Things were really great for the duration of the pregnancy - it was the best time in our relationship - EVER. After the baby even the first 6 months were wonderful. Then the drinking started up, he was looking for reasons and excuses to not be home - but rather go out and drink. Things got progressively worse he moved out (left) several times. Every time he returned his drinking and his attitude towards me were worse.
He had been abusive to me before, only one reported incident where he took a plea and if he completed the required classes and stayed out of trouble the charges would eventually be dismissed.
This time the assault on me was done in front of our young son. He makes claims that I did this to myself, but there is no way I medically could have caused the injuries that I had. He choked me and was on top of me 30 more seconds and he probably could have killed me.

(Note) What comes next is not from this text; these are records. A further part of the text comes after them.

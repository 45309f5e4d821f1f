#![no_main]

use libfuzzer_sys::fuzz_target;

fuzz_target!(|data: &[u8]| {
    // Arbitrary bytes as PDF input: must not panic.
    let _ = facturx::extract_xml(data);
    let _ = facturx::pdf::list_attachments(data);
});
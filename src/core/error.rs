use std::fmt;

use thiserror::Error;

use super::codes::CodeList;
use crate::fields::FieldKind;

/// Errors that can occur while reading, editing, validating or writing a Factur-X document.
#[derive(Debug, Error)]
#[non_exhaustive]
pub enum FacturXError {
    /// The PDF or XML input is not of a supported kind.
    #[error("unsupported input: {0}")]
    InputType(String),

    /// The XML does not carry the namespace signature of any known flavor.
    #[error("unrecognized flavor: {0}")]
    UnrecognizedFlavor(String),

    /// The requested flavor or flavor/level combination is not registered.
    #[error("unknown flavor: {0}")]
    UnknownFlavor(String),

    /// The XML tree failed schema validation.
    #[error("schema validation failed: {0}")]
    SchemaInvalid(String),

    /// A required field is absent and has no registered default.
    #[error("missing required field `{0}`")]
    MissingRequiredField(String),

    /// A coded field holds a value outside its code list.
    #[error("invalid {code_type} code `{value}` in field `{field}`")]
    InvalidCode {
        field: String,
        value: String,
        code_type: CodeList,
    },

    /// The field name is not registered.
    #[error("unknown field `{0}`")]
    UnknownField(String),

    /// The active flavor's XML does not carry this field.
    #[error("field `{field}` is not applicable to {flavor}")]
    FieldNotApplicable { field: String, flavor: String },

    /// The field path matched several nodes outside a repeating group.
    #[error("field `{field}` matched {matches} nodes, refusing to edit")]
    AmbiguousField { field: String, matches: usize },

    /// A date field holds text that is not `YYYYMMDD`, or was given a non-date value.
    #[error("malformed date in field `{field}`: `{text}`")]
    MalformedDate { field: String, text: String },

    /// An amount field holds text that is not a decimal number.
    #[error("malformed amount in field `{field}`: `{text}`")]
    MalformedAmount { field: String, text: String },

    /// The value kind does not fit the field kind.
    #[error("field `{field}` expects a {expected} value")]
    TypeMismatch { field: String, expected: FieldKind },

    /// One of the four fields used to derive PDF metadata is absent.
    #[error("cannot derive PDF metadata: field `{0}` is missing")]
    MissingBaseInfo(String),

    /// Building the embedded-file object graph failed.
    #[error("attachment build failed at {step}: {message}")]
    AttachmentBuild {
        step: AttachmentStep,
        message: String,
    },

    /// The PDF could not be loaded.
    #[error("PDF error: {0}")]
    Pdf(String),

    /// XML parsing or serialization error.
    #[error("XML error: {0}")]
    Xml(String),

    /// The XPath expression is not supported or malformed.
    #[error("XPath error: {0}")]
    XPath(String),

    /// JSON or YAML serialization error.
    #[error("export error: {0}")]
    Export(String),

    /// The export target has an extension with no known format.
    #[error("unsupported export format `{0}` (expected json, xml or yml)")]
    UnsupportedExportFormat(String),

    /// Filesystem error.
    #[error("I/O error: {0}")]
    Io(#[from] std::io::Error),
}

impl FacturXError {
    pub(crate) fn attachment(step: AttachmentStep, message: impl Into<String>) -> Self {
        Self::AttachmentBuild {
            step,
            message: message.into(),
        }
    }
}

/// Sub-steps of the embedded-file assembly, reported by [`FacturXError::AttachmentBuild`].
#[derive(Debug, Clone, Copy, PartialEq, Eq)]
pub enum AttachmentStep {
    Load,
    StreamPackaging,
    Filespec,
    NameTree,
    Xmp,
    OutputIntents,
    Catalog,
    InfoDictionary,
    Serialize,
}

impl fmt::Display for AttachmentStep {
    fn fmt(&self, f: &mut fmt::Formatter<'_>) -> fmt::Result {
        let name = match self {
            Self::Load => "load",
            Self::StreamPackaging => "stream-packaging",
            Self::Filespec => "filespec",
            Self::NameTree => "name-tree",
            Self::Xmp => "xmp-metadata",
            Self::OutputIntents => "output-intents",
            Self::Catalog => "catalog",
            Self::InfoDictionary => "info-dictionary",
            Self::Serialize => "serialize",
        };
        f.write_str(name)
    }
}
use tracing::{debug, warn};

use super::{Flavor, FlavorKind, Level};
use crate::core::FacturXError;
use crate::xml::{NamespaceMap, XPath, XmlTree};

/// Identify the flavor and level of a parsed document.
///
/// The root element's expanded name selects the flavor. The level comes
/// from the guideline identifier, or `fallback_level` when that is empty.
pub fn detect(tree: &XmlTree, fallback_level: Option<Level>) -> Result<Flavor, FacturXError> {
    let root = tree.root()?;

    let mut kind = None;
    for candidate in FlavorKind::ALL {
        let profile = candidate.profile();
        let ns = NamespaceMap::from_pairs(profile.namespaces);
        let (uri, local) = ns.resolve(profile.root)?;
        if tree.has_name(root, Some(uri), local) {
            kind = Some(candidate);
            break;
        }
    }

    let Some(kind) = kind else {
        return Err(FacturXError::UnrecognizedFlavor(format!(
            "root element <{}> in namespace {}",
            tree.name(root),
            tree.namespace_uri(root).unwrap_or("(none)")
        )));
    };

    let profile = kind.profile();
    let ns = NamespaceMap::from_pairs(profile.namespaces);
    let guideline = XPath::compile(profile.guideline_path)?
        .select(tree, &ns)?
        .first()
        .map(|id| tree.text(*id).trim().to_string())
        .unwrap_or_default();

    let level = if guideline.is_empty() {
        let level = fallback_level
            .filter(|l| profile.levels.iter().any(|(p, _)| p == l))
            .or_else(|| profile.levels.first().map(|(l, _)| *l))
            .ok_or_else(|| FacturXError::UnrecognizedFlavor(kind.name().to_string()))?;
        warn!(flavor = kind.name(), %level, "no guideline identifier, assuming level");
        level
    } else {
        Flavor::level_for_guideline(kind, &guideline).ok_or_else(|| {
            FacturXError::UnrecognizedFlavor(format!(
                "guideline `{guideline}` is not a known {} level",
                profile.label
            ))
        })?
    };

    let flavor = Flavor::new(kind, level)?;
    debug!(%flavor, "detected flavor");
    Ok(flavor)
}

/// Build a blank document for `kind` at `level`.
pub fn from_template(kind: FlavorKind, level: Level) -> Result<(Flavor, XmlTree), FacturXError> {
    let flavor = Flavor::new(kind, level)?;
    let tree = flavor.template()?;
    debug!(%flavor, "instantiated template");
    Ok((flavor, tree))
}
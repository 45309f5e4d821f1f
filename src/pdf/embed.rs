use chrono::{DateTime, Utc};
use lopdf::{Dictionary, Document, Object, ObjectId, Stream, dictionary};
use tracing::{debug, info};

use super::attachment::{file_stream, filespec, name_tree_array};
use super::extract::name_tree_entries;
use super::xmp::{PRODUCER, build_xmp};
use super::{
    Attachment, PdfMetadata, decode_text_string, pdf_date, resolve_dict, resolve_obj, text_string,
};
use crate::core::{AttachmentStep, FacturXError};
use crate::flavor::{Flavor, is_invoice_filename};

const INVOICE_MIME: &str = "text/xml";

/// Everything a write needs besides the source PDF.
#[derive(Debug, Clone, Copy)]
pub struct EmbedRequest<'a> {
    pub flavor: &'a Flavor,
    pub xml: &'a [u8],
    pub metadata: &'a PdfMetadata,
    pub attachments: &'a [Attachment],
    pub timestamp: DateTime<Utc>,
}

fn fail(step: AttachmentStep, message: impl Into<String>) -> FacturXError {
    FacturXError::attachment(step, message)
}

/// Embed invoice XML into a PDF, producing PDF/A-3 style output bytes.
///
/// The source bytes are never modified; the rewritten document is built
/// in memory and serialized once every step has succeeded.
pub fn embed(pdf_bytes: &[u8], req: &EmbedRequest<'_>) -> Result<Vec<u8>, FacturXError> {
    let mut doc = Document::load_mem(pdf_bytes)
        .map_err(|e| fail(AttachmentStep::Load, format!("failed to load PDF: {e}")))?;
    if doc.trailer.get(b"Encrypt").is_ok() {
        return Err(fail(AttachmentStep::Load, "encrypted PDFs are not supported"));
    }

    embed_into_document(&mut doc, req)?;

    let mut output = Vec::new();
    doc.save_to(&mut output)
        .map_err(|e| fail(AttachmentStep::Serialize, format!("failed to save PDF: {e}")))?;
    Ok(output)
}

fn embed_into_document(doc: &mut Document, req: &EmbedRequest<'_>) -> Result<(), FacturXError> {
    let flavor = req.flavor;
    let retained = retained_attachments(doc);

    // 1 + 2. Embedded-file streams and their Filespecs
    let xml_stream = doc.add_object(file_stream(req.xml, INVOICE_MIME, req.timestamp));
    let invoice_spec = doc.add_object(filespec(
        flavor.canonical_filename(),
        &format!("{} XML invoice", flavor.label()),
        "Data",
        xml_stream,
    ));
    let mut entries: Vec<(String, ObjectId)> =
        vec![(flavor.canonical_filename().to_string(), invoice_spec)];

    for extra in req.attachments {
        if extra.filename.is_empty() {
            return Err(fail(AttachmentStep::Filespec, "attachment without a filename"));
        }
        if is_invoice_filename(&extra.filename) {
            return Err(fail(
                AttachmentStep::Filespec,
                format!("`{}` is reserved for the invoice XML", extra.filename),
            ));
        }
        let mod_date = extra.mod_date.unwrap_or(req.timestamp);
        let stream = doc.add_object(file_stream(&extra.data, extra.resolved_mime(), mod_date));
        let spec = doc.add_object(filespec(
            &extra.filename,
            &extra.description,
            "Unspecified",
            stream,
        ));
        entries.push((extra.filename.clone(), spec));
    }

    for (name, spec) in retained {
        if entries.iter().all(|(n, _)| *n != name) {
            entries.push((name, spec));
        }
    }

    // 3. EmbeddedFiles name tree, merged into the existing /Names; /AF
    // follows the same sorted order.
    let names_array = name_tree_array(entries);
    let af: Vec<Object> = names_array.iter().skip(1).step_by(2).cloned().collect();
    let order: Vec<String> = names_array
        .iter()
        .step_by(2)
        .filter_map(decode_text_string)
        .collect();
    debug!(?order, "embedded files name tree");
    let ef_tree = doc.add_object(dictionary! { "Names" => names_array });
    let mut names = existing_names(doc);
    names.set("EmbeddedFiles", Object::Reference(ef_tree));
    let names_id = doc.add_object(names);

    // 4. XMP metadata, never compressed
    let xmp = build_xmp(flavor, req.metadata, req.timestamp);
    let metadata_stream = Stream::new(
        dictionary! {
            "Type" => "Metadata",
            "Subtype" => "XML",
        },
        xmp.into_bytes(),
    )
    .with_compression(false);
    let metadata_id = doc.add_object(metadata_stream);

    // 5. Output intents and catalog
    let intents = relink_output_intents(doc)?;
    let catalog = doc
        .catalog_mut()
        .map_err(|e| fail(AttachmentStep::Catalog, format!("failed to get catalog: {e}")))?;
    catalog.set("AF", Object::Array(af));
    catalog.set("Names", Object::Reference(names_id));
    catalog.set("Metadata", Object::Reference(metadata_id));
    catalog.set("PageMode", Object::Name(b"UseAttachments".to_vec()));
    catalog.set("MarkInfo", dictionary! { "Marked" => Object::Boolean(true) });
    if let Some(intents) = intents {
        catalog.set("OutputIntents", Object::Array(intents));
    }

    // 6. Info dictionary and trailer
    let info_id = write_info(doc, req.metadata, req.timestamp);
    let root = doc
        .trailer
        .get(b"Root")
        .cloned()
        .map_err(|e| fail(AttachmentStep::Catalog, format!("trailer has no /Root: {e}")))?;
    let mut trailer = Dictionary::new();
    trailer.set("Root", root);
    trailer.set("Info", Object::Reference(info_id));
    if let Ok(id) = doc.trailer.get(b"ID") {
        trailer.set("ID", id.clone());
        info!("document /ID preserved");
    }
    doc.trailer = trailer;

    let pruned = doc.prune_objects();
    debug!(pruned = pruned.len(), "orphaned objects removed");
    Ok(())
}

/// Filespecs of the source PDF that are not invoice XML.
fn retained_attachments(doc: &mut Document) -> Vec<(String, ObjectId)> {
    let mut kept = Vec::new();
    for (name, spec) in name_tree_entries(doc) {
        if is_invoice_filename(&name) {
            debug!(filename = %name, "replacing previous invoice XML");
            continue;
        }
        let id = match spec {
            Object::Reference(id) => id,
            Object::Dictionary(dict) => doc.add_object(dict),
            _ => continue,
        };
        debug!(filename = %name, "keeping existing attachment");
        kept.push((name, id));
    }
    kept
}

/// The catalog's `/Names` dictionary without its `/EmbeddedFiles` entry.
fn existing_names(doc: &Document) -> Dictionary {
    let mut names = doc
        .catalog()
        .ok()
        .and_then(|c| c.get(b"Names").ok())
        .and_then(|n| resolve_dict(doc, n))
        .cloned()
        .unwrap_or_else(Dictionary::new);
    names.remove(b"EmbeddedFiles");
    names
}

/// Copy each output intent and its destination profile into fresh objects.
fn relink_output_intents(doc: &mut Document) -> Result<Option<Vec<Object>>, FacturXError> {
    let intents = doc
        .catalog()
        .ok()
        .and_then(|c| c.get(b"OutputIntents").ok())
        .and_then(|o| resolve_obj(doc, o))
        .and_then(|o| o.as_array().ok())
        .cloned();
    let Some(intents) = intents else {
        return Ok(None);
    };

    let mut relinked = Vec::with_capacity(intents.len());
    for intent in &intents {
        let mut dict = resolve_dict(doc, intent).cloned().ok_or_else(|| {
            fail(AttachmentStep::OutputIntents, "output intent is not a dictionary")
        })?;
        if let Ok(profile_id) = dict.get(b"DestOutputProfile").and_then(Object::as_reference) {
            let profile = doc.get_object(profile_id).cloned().map_err(|e| {
                fail(
                    AttachmentStep::OutputIntents,
                    format!("missing output profile {profile_id:?}: {e}"),
                )
            })?;
            let copy = doc.add_object(profile);
            dict.set("DestOutputProfile", Object::Reference(copy));
        }
        relinked.push(Object::Reference(doc.add_object(dict)));
    }
    info!(count = relinked.len(), "output intents re-linked");
    Ok(Some(relinked))
}

fn write_info(doc: &mut Document, meta: &PdfMetadata, timestamp: DateTime<Utc>) -> ObjectId {
    let now = Object::string_literal(pdf_date(timestamp));
    let created = doc
        .trailer
        .get(b"Info")
        .ok()
        .and_then(|i| resolve_dict(doc, i))
        .and_then(|i| i.get(b"CreationDate").ok())
        .cloned()
        .unwrap_or_else(|| now.clone());
    doc.add_object(dictionary! {
        "Author" => text_string(&meta.author),
        "CreationDate" => created,
        "Creator" => text_string(PRODUCER),
        "Keywords" => text_string(&meta.keywords),
        "ModDate" => now,
        "Producer" => text_string(PRODUCER),
        "Subject" => text_string(&meta.subject),
        "Title" => text_string(&meta.title),
    })
}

I filed a restraining order and started the divorce proceedings. A GAL (Guardian ad Litem) has been appointed by the court in our case. He has had to undergo an alcohol evaluation and a domestic violence evaluation. He was suppose to give the court full disclosure of the reports and has failed to do so.
Yesterday we had a hearing about visitation, because up until now they have been supervised. I sent to the GAL and the judge photos of our vehicle that he was driving, full of open boxes and beer cans along with an email that I received from him in late spring about how he was going to create a drinking schedule for himself and promised to not drink and drive. The judge in the hearing was concerned, however the court appointed GAL said that she had no cause for concern! They awarded him unsupervised visits with no restrictions.
I am really concerned about the safety of my child and I am at a loss as to what has happened and why the GAL over looked the evidence submitted to her. And of course his self-assessed alcohol evaluation shows that low and behold he doesn't have a drinking problem. The assessor didn't do any due diligence in contacting me though.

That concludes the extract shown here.